Bypassing the lung, brain and organ development in the last few weeks of pregnancy increases the risk of illness and death among babies.
The anticipation for the arrival of a bundle of joy leaves most parents anxious to see their baby for the first time. But doctors warn that an early arrival may not be in the best interest of the baby.
According to the March of Dimes, in the United States, 1 in 8 babies are born before 37 weeks, technically defined as “preterm,” but commonly referred to as “premature.” With early arrivals, babies can suffer many health issues that could be prevented. November is Prematurity Awareness Month with Nov. 17 designated as World Prematurity Day.
Preterm birth is the leading contributor to the death of newborns. Every year, more than half a million babies are born too soon in the U.S. The preterm birth rate has risen by 36 percent over the last 25 years. Certain lifestyle factors may put a woman at greater risk for preterm birth.
Lifestyle factors include:
- Late or no prenatal care
- Drinking alcohol
- Using illegal drugs
- Domestic violence (including physical, sexual or emotional abuse)
- Lack of social support
- Extremely high levels of stress
- Long working hours with long periods of standing
- Exposure to certain environmental pollutants
- Twins, triplets or higher order births
"Awareness of these risks could help women prepare for a healthy pregnancy,” said Edward R. Yeomans, M.D., Department of Obstetrics and Gynecology. “It’s ironic that Nov. 17 not only is World Prematurity Day, but also the Great American Smokeout. If you are considering getting pregnant, quitting smoking is the best gift you can give yourself and your baby."

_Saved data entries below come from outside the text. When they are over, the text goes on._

// Copyright 2026 Layne Penney
// SPDX-License-Identifier: AGPL-3.0-or-later

//! Configuration module for the bridge.
//!
//! Handles loading, validation, and persistence of server records:
//! - Default file: `<config dir>/toolbridge/servers.json` (or `$TOOLBRIDGE_CONFIG`)
//! - JSON or YAML, chosen by extension
//! - `${VAR}` expansion in env values and headers at connect time
//!
//! # Example Configuration
//!
//! ```json
//! {
//!   "servers": [
//!     {
//!       "id": "fs",
//!       "transportKind": "stdio",
//!       "launch": {"command": "fs-server", "args": ["--root", "/workspace"]},
//!       "allowedPathPrefixes": ["/workspace"]
//!     },
//!     {
//!       "id": "search",
//!       "transportKind": "websocket",
//!       "launch": {"url": "wss://tools.example.com/ws", "headers": {"Authorization": "Bearer ${SEARCH_TOKEN}"}}
//!     }
//!   ],
//!   "settings": {"defaultCallTimeoutMs": 30000}
//! }
//! ```

mod loader;
mod store;
mod types;

pub use loader::{
    default_config_dir, default_config_path, load_config_file, load_default_config, parse_config,
    save_config_file, CONFIG_DIR, CONFIG_ENV, CONFIG_FILE,
};

pub use store::{ConfigStore, FileConfigStore, MemoryConfigStore};

pub use types::{
    expand_env_vars, BridgeConfig, BridgeSettings, LaunchSpec, ReconnectPolicy, ServerConfig,
    StdioFraming, TransportKind,
};
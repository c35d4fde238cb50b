mod common;

use common::*;
use lakshya::api::auth::ChangePasswordRequest;
use lakshya::api::roadmap::CourseStatus;
use lakshya::api::users::{OnboardingRequest, PreferenceCreate, UserSkillCreate, UserUpdate};
use lakshya::ApiError;
use serde_json::json;

#[tokio::test]
async fn test_profile_and_onboarding_wrappers() {
    let transport = FakeTransport::scripted(vec![
        json_response(200, user_json(1, "a@x.com")),
        json_response(200, user_json(1, "a@x.com")),
        json_response(201, json!({
            "id": 5, "user_id": 1, "skill_name": "SQL", "proficiency": 55.0,
            "created_at": "2024-02-01T00:00:00"
        })),
        json_response(201, json!({
            "id": 2, "user_id": 1, "interest": "Data Science", "goal": null,
            "created_at": "2024-02-01T00:00:00"
        })),
    ]);
    let (client, _) = client_with(transport.clone(), signed_in_store("AT1", Some("RT1")));

    client
        .update_profile(&UserUpdate {
            name: Some("Asha V".to_string()),
            ..Default::default()
        })
        .await
        .unwrap();
    client
        .complete_onboarding(&OnboardingRequest {
            education: "B.Tech".to_string(),
            skills: vec!["Python".to_string()],
            interests: vec!["Data".to_string()],
            goals: vec!["Analyst".to_string()],
        })
        .await
        .unwrap();
    let skill = client
        .add_skill(&UserSkillCreate {
            skill_name: "SQL".to_string(),
            proficiency: 55.0,
        })
        .await
        .unwrap();
    assert_eq!(skill.id, 5);
    let pref = client
        .add_preference(&PreferenceCreate {
            interest: Some("Data Science".to_string()),
            goal: None,
        })
        .await
        .unwrap();
    assert_eq!(pref.goal, None);

    assert_eq!(
        transport.endpoints(),
        vec![
            "PUT /users/me",
            "POST /users/onboarding",
            "POST /users/skills",
            "POST /users/preferences"
        ]
    );
    let reqs = transport.requests();
    assert_eq!(reqs[0].body, Some(json!({"name": "Asha V"})));
    assert_eq!(reqs[3].body, Some(json!({"interest": "Data Science"})));
}

#[tokio::test]
async fn test_client_side_validation() {
    let transport = FakeTransport::scripted(vec![]);
    let (client, _) = client_with(transport.clone(), signed_in_store("AT1", Some("RT1")));

    let err = client
        .add_skill(&UserSkillCreate {
            skill_name: "SQL".to_string(),
            proficiency: 120.0,
        })
        .await
        .unwrap_err();
    assert!(matches!(err, ApiError::InvalidRequest(_)));
    let err = client
        .update_course_progress(1, -5.0, CourseStatus::InProgress)
        .await
        .unwrap_err();
    assert!(matches!(err, ApiError::InvalidRequest(_)));
    let err = client
        .change_password(&ChangePasswordRequest {
            current_password: "old-secret".to_string(),
            new_password: "abc".to_string(),
        })
        .await
        .unwrap_err();
    assert!(matches!(err, ApiError::InvalidRequest(_)));
    assert!(transport.requests().is_empty());
}

#[tokio::test]
async fn test_interview_category_is_path_encoded() {
    let transport = FakeTransport::scripted(vec![json_response(
        200,
        json!({
            "category": "Problem Solving",
            "count": 1,
            "answered_count": 0,
            "questions": [{
                "id": 9, "question": "Reverse a linked list", "category": "Problem Solving",
                "difficulty": "Medium", "tags": ["lists"], "answered": false, "rating": null
            }]
        }),
    )]);
    let (client, _) = client_with(transport.clone(), signed_in_store("AT1", Some("RT1")));

    let cat = client.interview_category("Problem Solving").await.unwrap();
    assert_eq!(cat.questions[0].id, 9);
    assert_eq!(
        transport.endpoints(),
        vec!["GET /interview/categories/Problem%20Solving"]
    );
}

#[tokio::test]
async fn test_read_only_wrappers() {
    let transport = FakeTransport::scripted(vec![
        json_response(200, json!([{
            "role": "Data Analyst", "match_percentage": 64.5, "demand": "High"
        }])),
        json_response(200, json!({
            "overall_score": 62, "technical_skills_score": 70, "soft_skills_score": 55,
            "experience_score": 40, "breakdown": {"Python": 80}
        })),
        json_response(200, json!({
            "total_skills": 4, "high_priority_count": 2, "in_progress_count": 1,
            "completed_count": 1, "overall_gap_score": 35.5,
            "radar_data": [{"skill": "SQL", "current": 40, "target": 80}],
            "skill_gaps": [{
                "skill_name": "SQL", "current_level": 40, "target_level": 80,
                "priority": "High", "estimated_effort": "3 weeks",
                "gap_score": 40, "status": "in-progress"
            }]
        })),
        json_response(200, json!([
            {"title": "TypeScript Advanced", "reason": "Boosts your score", "impact": "High"}
        ])),
        json_response(200, json!({
            "message": "Try the SQL course next.", "suggestions": ["Open roadmap"]
        })),
    ]);
    let (client, _) = client_with(transport.clone(), signed_in_store("AT1", Some("RT1")));

    let matches = client.career_matches().await.unwrap();
    assert_eq!(matches[0].role, "Data Analyst");
    let readiness = client.readiness_score().await.unwrap();
    assert_eq!(readiness.breakdown["Python"], 80.0);
    let analysis = client.skill_analysis().await.unwrap();
    assert_eq!(analysis.skill_gaps[0].estimated_effort.as_deref(), Some("3 weeks"));
    let recommended = client.recommended_courses().await.unwrap();
    assert_eq!(recommended[0].impact.as_deref(), Some("High"));
    let reply = client.send_chat_message("what next?").await.unwrap();
    assert_eq!(reply.suggestions, vec!["Open roadmap".to_string()]);

    assert_eq!(
        transport.endpoints(),
        vec![
            "GET /careers/matches",
            "GET /careers/readiness",
            "GET /skills/analysis",
            "GET /roadmap/recommended",
            "POST /chat"
        ]
    );
    assert_eq!(
        transport.requests()[4].body,
        Some(json!({"message": "what next?"}))
    );
}

#[tokio::test]
async fn test_chat_reply_with_null_suggestions() {
    let transport = FakeTransport::scripted(vec![json_response(
        200,
        json!({"message": "hi", "suggestions": null}),
    )]);
    let (client, _) = client_with(transport.clone(), signed_in_store("AT1", Some("RT1")));

    let reply = client.send_chat_message("hello").await.unwrap();
    assert_eq!(reply.message, "hi");
    assert!(reply.suggestions.is_empty());
}
//! Career matches, readiness scoring, and dashboard analytics (`/careers/*`). All read-only.

use crate::client::{ApiClient, ApiRequest};
use crate::error::ApiError;
use std::collections::HashMap;
use std::fmt;

#[derive(Debug, serde::Serialize, serde::Deserialize, Clone, Copy, PartialEq, Eq)]
pub enum Demand {
    High,
    Medium,
    Low,
}

impl fmt::Display for Demand {
    fn fmt(&self, f: &mut fmt::Formatter<'_>) -> fmt::Result {
        match self {
            Demand::High => write!(f, "High"),
            Demand::Medium => write!(f, "Medium"),
            Demand::Low => write!(f, "Low"),
        }
    }
}

#[derive(Debug, serde::Serialize, serde::Deserialize, Clone, PartialEq)]
pub struct CareerMatch {
    // matches computed on the fly are positional, and come back without an id
    #[serde(default)]
    pub id: Option<i64>,
    pub role: String,
    pub match_percentage: f64,
    pub demand: Demand,
    #[serde(default)]
    pub salary_range: Option<String>,
    #[serde(default)]
    pub description: Option<String>,
    /// Comma-separated skills the role asks for
    #[serde(default)]
    pub skills: Option<String>,
}

#[derive(Debug, serde::Serialize, serde::Deserialize, Clone, PartialEq)]
pub struct ReadinessScore {
    pub overall_score: f64,
    pub technical_skills_score: f64,
    pub soft_skills_score: f64,
    pub experience_score: f64,
    #[serde(default)]
    pub breakdown: HashMap<String, f64>,
}

#[derive(Debug, serde::Serialize, serde::Deserialize, Clone, PartialEq)]
pub struct DashboardStats {
    pub readiness_score: f64,
    pub readiness_score_change: f64,
    pub skills_acquired: i64,
    pub skills_change: i64,
    pub learning_hours: i64,
    pub hours_change: i64,
    pub career_matches_count: i64,
}

#[derive(Debug, serde::Serialize, serde::Deserialize, Clone, PartialEq)]
pub struct CareerTrend {
    pub month: String,
    pub score: f64,
}

#[derive(Debug, serde::Serialize, serde::Deserialize, Clone, PartialEq)]
pub struct ActivityPoint {
    pub day: String,
    pub hours: f64,
}

impl ApiClient {
    pub async fn career_matches(&self) -> Result<Vec<CareerMatch>, ApiError> {
        self.request(&ApiRequest::get("/careers/matches")).await
    }

    pub async fn career_match(&self, match_id: i64) -> Result<CareerMatch, ApiError> {
        self.request(&ApiRequest::get(format!("/careers/matches/{match_id}")))
            .await
    }

    pub async fn readiness_score(&self) -> Result<ReadinessScore, ApiError> {
        self.request(&ApiRequest::get("/careers/readiness")).await
    }

    pub async fn dashboard_stats(&self) -> Result<DashboardStats, ApiError> {
        self.request(&ApiRequest::get("/careers/dashboard-stats"))
            .await
    }

    pub async fn career_trends(&self) -> Result<Vec<CareerTrend>, ApiError> {
        self.request(&ApiRequest::get("/careers/trends")).await
    }

    pub async fn activity(&self) -> Result<Vec<ActivityPoint>, ApiError> {
        self.request(&ApiRequest::get("/careers/activity")).await
    }
}

#[test]
fn test_career_match_without_id() {
    let m: CareerMatch = serde_json::from_value(serde_json::json!({
        "role": "Data Analyst",
        "match_percentage": 64.0,
        "demand": "High",
        "salary_range": "6-12 LPA",
        "skills": "SQL, Python, Excel"
    }))
    .unwrap();
    assert_eq!(m.id, None);
    assert_eq!(m.demand, Demand::High);
    assert_eq!(m.demand.to_string(), "High");
    assert!(serde_json::from_value::<CareerMatch>(serde_json::json!({
        "role": "x", "match_percentage": 1, "demand": "Extreme"
    }))
    .is_err());
}
impl ApiRequest {
    pub fn new(method: Method, endpoint: impl Into<String>) -> Self {
        ApiRequest {
            method,
            endpoint: endpoint.into(),
            body: None,
            headers: HeaderMap::new(),
            auth_mode: AuthMode::Refreshable,
            fallback_message: GENERIC_FAILURE,
        }
    }

    pub fn get(endpoint: impl Into<String>) -> Self {
        ApiRequest::new(Method::GET, endpoint)
    }

    pub fn post(endpoint: impl Into<String>) -> Self {
        ApiRequest::new(Method::POST, endpoint)
    }

    pub fn put(endpoint: impl Into<String>) -> Self {
        ApiRequest::new(Method::PUT, endpoint)
    }

    pub fn delete(endpoint: impl Into<String>) -> Self {
        ApiRequest::new(Method::DELETE, endpoint)
    }

    pub fn json<T: Serialize + ?Sized>(mut self, body: &T) -> Result<Self, ApiError> {
        let body = serde_json::to_value(body)
            .map_err(|e| ApiError::InvalidRequest(format!("unserializable body: {e}")))?;
        self.body = Some(body);
        Ok(self)
    }

    /// Extra header; overrides a default of the same name but leaves the others in place.
    pub fn header(mut self, name: &str, value: &str) -> Result<Self, ApiError> {
        let name = HeaderName::from_bytes(name.as_bytes())
            .map_err(|_| ApiError::InvalidRequest(format!("invalid header name: {name}")))?;
        let value = HeaderValue::from_str(value)
            .map_err(|_| ApiError::InvalidRequest(format!("invalid value for header {name}")))?;
        self.headers.insert(name, value);
        Ok(self)
    }

    pub fn auth_mode(mut self, mode: AuthMode) -> Self {
        self.auth_mode = mode;
        self
    }

    /// Message used when a failed response carries no readable `detail`.
    pub fn fallback_message(mut self, message: &'static str) -> Self {
        self.fallback_message = message;
        self
    }

    pub fn method(&self) -> &Method {
        &self.method
    }

    pub fn endpoint(&self) -> &str {
        &self.endpoint
    }

    pub fn body(&self) -> Option<&Value> {
        self.body.as_ref()
    }

    pub fn headers(&self) -> &HeaderMap {
        &self.headers
    }

    pub fn get_auth_mode(&self) -> AuthMode {
        self.auth_mode
    }
}
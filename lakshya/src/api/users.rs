//! User profile, onboarding, skills, and preferences (`/users/*`)

use crate::api::check_percentage;
use crate::client::{ApiClient, ApiRequest};
use crate::error::ApiError;

#[derive(Debug, serde::Serialize, serde::Deserialize, Clone, PartialEq, Eq)]
pub struct User {
    pub id: i64,
    pub email: String,
    pub name: String,
    pub role: String,
    #[serde(default)]
    pub education: Option<String>,
    pub created_at: String,
    pub updated_at: String,
}

#[derive(Debug, serde::Serialize, serde::Deserialize, Clone, PartialEq)]
pub struct UserWithSkills {
    pub id: i64,
    pub email: String,
    pub name: String,
    pub role: String,
    #[serde(default)]
    pub education: Option<String>,
    #[serde(default)]
    pub skills: Vec<UserSkill>,
    #[serde(default)]
    pub preferences: Vec<UserPreference>,
    pub created_at: String,
    pub updated_at: String,
}

#[derive(Debug, serde::Serialize, serde::Deserialize, Clone, PartialEq)]
pub struct UserSkill {
    pub id: i64,
    pub user_id: i64,
    pub skill_name: String,
    /// 0 to 100
    pub proficiency: f64,
    pub created_at: String,
}

#[derive(Debug, serde::Serialize, serde::Deserialize, Clone, PartialEq, Eq)]
pub struct UserPreference {
    pub id: i64,
    pub user_id: i64,
    #[serde(default)]
    pub interest: Option<String>,
    #[serde(default)]
    pub goal: Option<String>,
    pub created_at: String,
}

#[derive(Debug, serde::Serialize, serde::Deserialize, Clone, PartialEq, Eq, Default)]
pub struct UserUpdate {
    #[serde(skip_serializing_if = "Option::is_none")]
    pub name: Option<String>,
    #[serde(skip_serializing_if = "Option::is_none")]
    pub education: Option<String>,
    #[serde(skip_serializing_if = "Option::is_none")]
    pub role: Option<String>,
}

#[derive(Debug, serde::Serialize, serde::Deserialize, Clone, PartialEq, Eq)]
pub struct OnboardingRequest {
    pub education: String,
    pub skills: Vec<String>,
    pub interests: Vec<String>,
    pub goals: Vec<String>,
}

#[derive(Debug, serde::Serialize, serde::Deserialize, Clone, PartialEq)]
pub struct UserSkillCreate {
    pub skill_name: String,
    pub proficiency: f64,
}

#[derive(Debug, serde::Serialize, serde::Deserialize, Clone, PartialEq, Default)]
pub struct UserSkillUpdate {
    #[serde(skip_serializing_if = "Option::is_none")]
    pub skill_name: Option<String>,
    #[serde(skip_serializing_if = "Option::is_none")]
    pub proficiency: Option<f64>,
}

#[derive(Debug, serde::Serialize, serde::Deserialize, Clone, PartialEq, Eq, Default)]
pub struct PreferenceCreate {
    #[serde(skip_serializing_if = "Option::is_none")]
    pub interest: Option<String>,
    #[serde(skip_serializing_if = "Option::is_none")]
    pub goal: Option<String>,
}

impl ApiClient {
    pub async fn profile(&self) -> Result<UserWithSkills, ApiError> {
        self.request(&ApiRequest::get("/users/me")).await
    }

    pub async fn update_profile(&self, data: &UserUpdate) -> Result<User, ApiError> {
        self.request(&ApiRequest::put("/users/me").json(data)?)
            .await
    }

    pub async fn complete_onboarding(&self, data: &OnboardingRequest) -> Result<User, ApiError> {
        self.request(&ApiRequest::post("/users/onboarding").json(data)?)
            .await
    }

    pub async fn skills(&self) -> Result<Vec<UserSkill>, ApiError> {
        self.request(&ApiRequest::get("/users/skills")).await
    }

    pub async fn add_skill(&self, data: &UserSkillCreate) -> Result<UserSkill, ApiError> {
        check_percentage("proficiency", data.proficiency)?;
        self.request(&ApiRequest::post("/users/skills").json(data)?)
            .await
    }

    pub async fn update_skill(
        &self,
        skill_id: i64,
        data: &UserSkillUpdate,
    ) -> Result<UserSkill, ApiError> {
        if let Some(p) = data.proficiency {
            check_percentage("proficiency", p)?;
        }
        let req = ApiRequest::put(format!("/users/skills/{skill_id}")).json(data)?;
        self.request(&req).await
    }

    /// Server answers 204 No Content.
    pub async fn delete_skill(&self, skill_id: i64) -> Result<(), ApiError> {
        self.send(&ApiRequest::delete(format!("/users/skills/{skill_id}")))
            .await?;
        Ok(())
    }

    pub async fn preferences(&self) -> Result<Vec<UserPreference>, ApiError> {
        self.request(&ApiRequest::get("/users/preferences")).await
    }

    pub async fn add_preference(
        &self,
        data: &PreferenceCreate,
    ) -> Result<UserPreference, ApiError> {
        self.request(&ApiRequest::post("/users/preferences").json(data)?)
            .await
    }
}

#[test]
fn test_user_with_skills_decodes() {
    let val = serde_json::json!({
        "id": 3,
        "email": "a@x.com",
        "name": "Asha",
        "role": "student",
        "education": null,
        "skills": [{
            "id": 1, "user_id": 3, "skill_name": "Python", "proficiency": 72.5,
            "created_at": "2024-01-02T10:00:00"
        }],
        "created_at": "2024-01-01T00:00:00",
        "updated_at": "2024-01-01T00:00:00"
    });
    let profile: UserWithSkills = serde_json::from_value(val).unwrap();
    assert_eq!(profile.education, None);
    assert_eq!(profile.skills[0].skill_name, "Python");
    assert!(profile.preferences.is_empty());
}

#[test]
fn test_partial_updates_omit_unset_fields() {
    let update = UserUpdate {
        education: Some("B.Tech".to_string()),
        ..Default::default()
    };
    assert_eq!(
        serde_json::to_value(&update).unwrap(),
        serde_json::json!({"education": "B.Tech"})
    );
}
//! Interview preparation question bank (`/interview/*`). All read-only.

use crate::client::{ApiClient, ApiRequest};
use crate::error::ApiError;

#[derive(Debug, serde::Serialize, serde::Deserialize, Clone, Copy, PartialEq, Eq)]
pub enum Difficulty {
    Easy,
    Medium,
    Hard,
}

#[derive(Debug, serde::Serialize, serde::Deserialize, Clone, PartialEq)]
pub struct InterviewQuestion {
    pub id: i64,
    pub question: String,
    /// Technical, Behavioral, or Problem Solving
    pub category: String,
    pub difficulty: Difficulty,
    #[serde(default)]
    pub tags: Vec<String>,
    #[serde(default)]
    pub answered: bool,
    #[serde(default)]
    pub rating: Option<f64>,
}

#[derive(Debug, serde::Serialize, serde::Deserialize, Clone, PartialEq)]
pub struct InterviewCategory {
    pub category: String,
    pub count: i64,
    #[serde(default)]
    pub answered_count: i64,
    #[serde(default)]
    pub questions: Vec<InterviewQuestion>,
}

#[derive(Debug, serde::Serialize, serde::Deserialize, Clone, PartialEq)]
pub struct InterviewStats {
    pub total_questions: i64,
    #[serde(alias = "answered")]
    pub answered_count: i64,
    pub average_rating: f64,
    pub time_invested: String,
}

impl ApiClient {
    pub async fn interview_questions(&self) -> Result<Vec<InterviewQuestion>, ApiError> {
        self.request(&ApiRequest::get("/interview/questions")).await
    }

    pub async fn interview_question(&self, question_id: i64) -> Result<InterviewQuestion, ApiError> {
        self.request(&ApiRequest::get(format!(
            "/interview/questions/{question_id}"
        )))
        .await
    }

    pub async fn interview_categories(&self) -> Result<Vec<InterviewCategory>, ApiError> {
        self.request(&ApiRequest::get("/interview/categories")).await
    }

    /// Category names contain spaces ("Problem Solving"), so they go out percent-encoded.
    pub async fn interview_category(&self, category: &str) -> Result<InterviewCategory, ApiError> {
        let req = ApiRequest::get(format!(
            "/interview/categories/{}",
            urlencoding::encode(category)
        ));
        self.request(&req).await
    }

    pub async fn interview_stats(&self) -> Result<InterviewStats, ApiError> {
        self.request(&ApiRequest::get("/interview/stats")).await
    }
}

#[test]
fn test_interview_stats_accepts_both_spellings() {
    let a: InterviewStats = serde_json::from_value(serde_json::json!({
        "total_questions": 20, "answered": 5, "average_rating": 3.5, "time_invested": "2h"
    }))
    .unwrap();
    let b: InterviewStats = serde_json::from_value(serde_json::json!({
        "total_questions": 20, "answered_count": 5, "average_rating": 3.5, "time_invested": "2h"
    }))
    .unwrap();
    assert_eq!(a, b);
    assert_eq!(a.answered_count, 5);
}
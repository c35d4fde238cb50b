use anyhow::Result;
use lakshya::api::careers::{CareerMatch, Demand};
use lakshya::api::roadmap::{CourseStatus, LearningRoadmap};
use std::io::Write;
use termcolor::{Color, ColorChoice, ColorSpec, StandardStream, WriteColor};

fn color_choice() -> ColorChoice {
    if atty::is(atty::Stream::Stdout) {
        ColorChoice::Auto
    } else {
        ColorChoice::Never
    }
}

fn demand_color(demand: Demand) -> Color {
    match demand {
        Demand::High => Color::Green,
        Demand::Medium => Color::Yellow,
        Demand::Low => Color::Red,
    }
}

/// Renders a fixed-width bar for a 0-100 value, eg `[#####.....]`.
pub fn progress_bar(percent: f64, width: usize) -> String {
    let clamped = percent.clamp(0.0, 100.0);
    let filled = ((clamped / 100.0) * width as f64).round() as usize;
    format!("[{}{}]", "#".repeat(filled), ".".repeat(width - filled))
}

pub fn pp_career_matches(matches: &[CareerMatch]) -> Result<()> {
    let mut stdout = StandardStream::stdout(color_choice());

    if matches.is_empty() {
        stdout.set_color(ColorSpec::new().set_dimmed(true).set_italic(true))?;
        writeln!(&mut stdout, "no career matches yet; complete onboarding first")?;
        stdout.reset()?;
        return Ok(());
    }

    for m in matches {
        stdout.set_color(ColorSpec::new().set_fg(Some(Color::Cyan)).set_bold(true))?;
        write!(&mut stdout, "{:<32.32}", m.role)?;
        stdout.reset()?;
        write!(
            &mut stdout,
            " {} {:>5.1}% ",
            progress_bar(m.match_percentage, 20),
            m.match_percentage
        )?;
        stdout.set_color(ColorSpec::new().set_fg(Some(demand_color(m.demand))))?;
        writeln!(&mut stdout, "{} demand", m.demand)?;
        stdout.reset()?;

        if let Some(salary) = &m.salary_range {
            stdout.set_color(ColorSpec::new().set_dimmed(true))?;
            writeln!(&mut stdout, "  salary: {}", salary)?;
            stdout.reset()?;
        }
        if let Some(skills) = &m.skills {
            stdout.set_color(ColorSpec::new().set_dimmed(true).set_italic(true))?;
            writeln!(&mut stdout, "  skills: {}", skills)?;
            stdout.reset()?;
        }
    }
    Ok(())
}

pub fn pp_roadmap(roadmap: &LearningRoadmap) -> Result<()> {
    let mut stdout = StandardStream::stdout(color_choice());

    let stats = &roadmap.stats;
    stdout.set_color(ColorSpec::new().set_bold(true))?;
    writeln!(
        &mut stdout,
        "overall {} {:.0}%",
        progress_bar(stats.overall_progress, 30),
        stats.overall_progress
    )?;
    stdout.reset()?;
    stdout.set_color(ColorSpec::new().set_dimmed(true))?;
    writeln!(
        &mut stdout,
        "{} completed, {} in progress, {} hours invested\n",
        stats.courses_completed, stats.courses_in_progress, stats.hours_invested
    )?;
    stdout.reset()?;

    for stage in &roadmap.stages {
        stdout.set_color(ColorSpec::new().set_fg(Some(Color::Yellow)).set_bold(true))?;
        write!(&mut stdout, "{:<40.40}", stage.stage)?;
        stdout.reset()?;
        writeln!(
            &mut stdout,
            " {} {:.0}%",
            progress_bar(stage.progress, 20),
            stage.progress
        )?;
        for course in &stage.courses {
            let color = match course.status {
                CourseStatus::Completed => Color::Green,
                CourseStatus::InProgress => Color::Cyan,
                CourseStatus::NotStarted => Color::White,
                CourseStatus::Locked => Color::Red,
            };
            write!(&mut stdout, "  {:>4} ", course.id)?;
            stdout.set_color(ColorSpec::new().set_fg(Some(color)))?;
            write!(&mut stdout, "{:<12}", course.status.to_string())?;
            stdout.reset()?;
            write!(&mut stdout, " {:<40.40}", course.title)?;
            stdout.set_color(ColorSpec::new().set_dimmed(true))?;
            writeln!(&mut stdout, " {} ({} topics)", course.duration, course.topics)?;
            stdout.reset()?;
        }
    }

    if !roadmap.milestones.is_empty() {
        writeln!(&mut stdout)?;
        stdout.set_color(ColorSpec::new().set_bold(true))?;
        writeln!(&mut stdout, "milestones")?;
        stdout.reset()?;
        for milestone in &roadmap.milestones {
            let mark = if milestone.completed { "x" } else { " " };
            write!(&mut stdout, "  [{}] {}", mark, milestone.title)?;
            if let Some(date) = &milestone.target_date {
                stdout.set_color(ColorSpec::new().set_dimmed(true))?;
                write!(&mut stdout, " ({})", date)?;
                stdout.reset()?;
            }
            writeln!(&mut stdout)?;
        }
    }
    Ok(())
}

#[test]
fn test_progress_bar() {
    assert_eq!(progress_bar(0.0, 4), "[....]");
    assert_eq!(progress_bar(50.0, 4), "[##..]");
    assert_eq!(progress_bar(100.0, 4), "[####]");
    assert_eq!(progress_bar(150.0, 4), "[####]");
}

A relatively new focus for the March of Dimes is attempting to curb elective deliveries before 39 weeks of pregnancy. Births at 37 and 38 weeks are technically term, not preterm, but still present increased risks to babies.
"Research shows that a baby’s brain nearly doubles in weight in the last few weeks of pregnancy. Also, lung and other organ development continues during these weeks,” Yeomans said.
Be aware that in some pregnancy delivery before 39 weeks is medically necessary. The March of Dimes initiative is aimed only at elective deliveries. To highlight this issue, staff in the Department of Obstetrics and Gynecology are wearing purple “Think 39” T-shirts and pins during Prematurity Awareness Month.
"Because babies born at 39 weeks have lower rates of death and newborn complications compared to babies born one or two weeks sooner, it should be apparent why the March of Dimes entitled this campaign, Healthy Babies are Worth the Wait," Yeomans said.